(RECORDS TO PROCESS Opens)
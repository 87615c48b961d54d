use super::Outcome;
use crate::constants::{PWDGRP_CGI, ROLE_GROUPS, USER_GROUP};
use crate::error::Result;
use crate::protocol::{CgiQuery, parse_user_list};
use crate::transport::Transport;
use crate::vapix::VapixCam;
use async_trait::async_trait;
use log::info;

/// Expands a role name into the colon-joined security groups the device expects.
/// Unknown names are passed through unchanged.
pub fn security_groups(role: &str) -> &str {
    ROLE_GROUPS.get(role).copied().unwrap_or(role)
}

// The existence checks below are not atomic with the mutation that follows:
// two clients can both see a user as absent and both try to add it.
#[async_trait]
pub trait UserManagement: Send + Sync {
    /// Names of all accounts on the device
    async fn get_users(&self) -> Result<Vec<String>>;

    async fn user_exists(&self, name: &str) -> Result<bool>;

    /// Add a user unless one with that name exists
    async fn create_user(
        &self,
        name: &str,
        password: &str,
        role: &str,
        comment: Option<&str>,
    ) -> Result<Outcome>;

    /// Change password, role or comment of an existing user
    async fn update_user(
        &self,
        name: &str,
        password: Option<&str>,
        role: Option<&str>,
        comment: Option<&str>,
    ) -> Result<Outcome>;

    async fn remove_user(&self, name: &str) -> Result<Outcome>;
}

#[async_trait]
impl<T: Transport> UserManagement for VapixCam<T> {
    async fn get_users(&self) -> Result<Vec<String>> {
        let text = self
            .get_text(PWDGRP_CGI, CgiQuery::new().with("action", "get"))
            .await?;
        Ok(parse_user_list(&text))
    }

    async fn user_exists(&self, name: &str) -> Result<bool> {
        Ok(self.get_users().await?.iter().any(|u| u == name))
    }

    async fn create_user(
        &self,
        name: &str,
        password: &str,
        role: &str,
        comment: Option<&str>,
    ) -> Result<Outcome> {
        if self.user_exists(name).await? {
            return Ok(Outcome::Conflict(format!("User '{}' already exists", name)));
        }

        let query = CgiQuery::new()
            .with("action", "add")
            .with("user", name)
            .with("pwd", password)
            .with("grp", USER_GROUP)
            .with("sgrp", security_groups(role))
            .with_opt("comment", comment);

        info!("[{}] Creating user '{}'", self.host(), name);
        Ok(Outcome::Applied(self.get_text(PWDGRP_CGI, query).await?))
    }

    async fn update_user(
        &self,
        name: &str,
        password: Option<&str>,
        role: Option<&str>,
        comment: Option<&str>,
    ) -> Result<Outcome> {
        if !self.user_exists(name).await? {
            return Ok(Outcome::Conflict(format!("User '{}' does not exist", name)));
        }

        let query = CgiQuery::new()
            .with("action", "update")
            .with("user", name)
            .with_opt("pwd", password)
            .with_opt("sgrp", role.map(security_groups))
            .with_opt("comment", comment);

        info!("[{}] Updating user '{}'", self.host(), name);
        Ok(Outcome::Applied(self.get_text(PWDGRP_CGI, query).await?))
    }

    async fn remove_user(&self, name: &str) -> Result<Outcome> {
        if !self.user_exists(name).await? {
            return Ok(Outcome::Conflict(format!("User '{}' does not exist", name)));
        }

        let query = CgiQuery::new().with("action", "remove").with("user", name);

        info!("[{}] Removing user '{}'", self.host(), name);
        Ok(Outcome::Applied(self.get_text(PWDGRP_CGI, query).await?))
    }
}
(RECORDS TO PROCESS Closes)
PROBLEM DETAILS: An exact retyping of the full listing is required.

RESPONSE AREA:
repository 87615c48b961d54d
use super::Outcome;
use crate::constants::{PWDGRP_CGI, ROLE_GROUPS, USER_GROUP};
use crate::error::Result;
use crate::protocol::{CgiQuery, parse_user_list};
use crate::transport::Transport;
use crate::vapix::VapixCam;
use async_trait::async_trait;
use log::info;

/// Expands a role name into the colon-joined security groups the device expects.
/// Unknown names are passed through unchanged.
pub fn security_groups(role: &str) -> &str {
    ROLE_GROUPS.get(role).copied().unwrap_or(role)
}

// The existence checks below are not atomic with the mutation that follows:
// two clients can both see a user as absent and both try to add it.
#[async_trait]
pub trait UserManagement: Send + Sync {
    /// Names of all accounts on the device
    async fn get_users(&self) -> Result<Vec<String>>;

    async fn user_exists(&self, name: &str) -> Result<bool>;

    /// Add a user unless one with that name exists
    async fn create_user(
        &self,
        name: &str,
        password: &str,
        role: &str,
        comment: Option<&str>,
    ) -> Result<Outcome>;

    /// Change password, role or comment of an existing user
    async fn update_user(
        &self,
        name: &str,
        password: Option<&str>,
        role: Option<&str>,
        comment: Option<&str>,
    ) -> Result<Outcome>;

    async fn remove_user(&self, name: &str) -> Result<Outcome>;
}

#[async_trait]
impl<T: Transport> UserManagement for VapixCam<T> {
    async fn get_users(&self) -> Result<Vec<String>> {
        let text = self
            .get_text(PWDGRP_CGI, CgiQuery::new().with("action", "get"))
            .await?;
        Ok(parse_user_list(&text))
    }

    async fn user_exists(&self, name: &str) -> Result<bool> {
        Ok(self.get_users().await?.iter().any(|u| u == name))
    }

    async fn create_user(
        &self,
        name: &str,
        password: &str,
        role: &str,
        comment: Option<&str>,
    ) -> Result<Outcome> {
        if self.user_exists(name).await? {
            return Ok(Outcome::Conflict(format!("User '{}' already exists", name)));
        }

        let query = CgiQuery::new()
            .with("action", "add")
            .with("user", name)
            .with("pwd", password)
            .with("grp", USER_GROUP)
            .with("sgrp", security_groups(role))
            .with_opt("comment", comment);

        info!("[{}] Creating user '{}'", self.host(), name);
        Ok(Outcome::Applied(self.get_text(PWDGRP_CGI, query).await?))
    }

    async fn update_user(
        &self,
        name: &str,
        password: Option<&str>,
        role: Option<&str>,
        comment: Option<&str>,
    ) -> Result<Outcome> {
        if !self.user_exists(name).await? {
            return Ok(Outcome::Conflict(format!("User '{}' does not exist", name)));
        }

        let query = CgiQuery::new()
            .with("action", "update")
            .with("user", name)
            .with_opt("pwd", password)
            .with_opt("sgrp", role.map(security_groups))
            .with_opt("comment", comment);

        info!("[{}] Updating user '{}'", self.host(), name);
        Ok(Outcome::Applied(self.get_text(PWDGRP_CGI, query).await?))
    }

    async fn remove_user(&self, name: &str) -> Result<Outcome> {
        if !self.user_exists(name).await? {
            return Ok(Outcome::Conflict(format!("User '{}' does not exist", name)));
        }

        let query = CgiQuery::new().with("action", "remove").with("user", name);

        info!("[{}] Removing user '{}'", self.host(), name);
        Ok(Outcome::Applied(self.get_text(PWDGRP_CGI, query).await?))
    }
}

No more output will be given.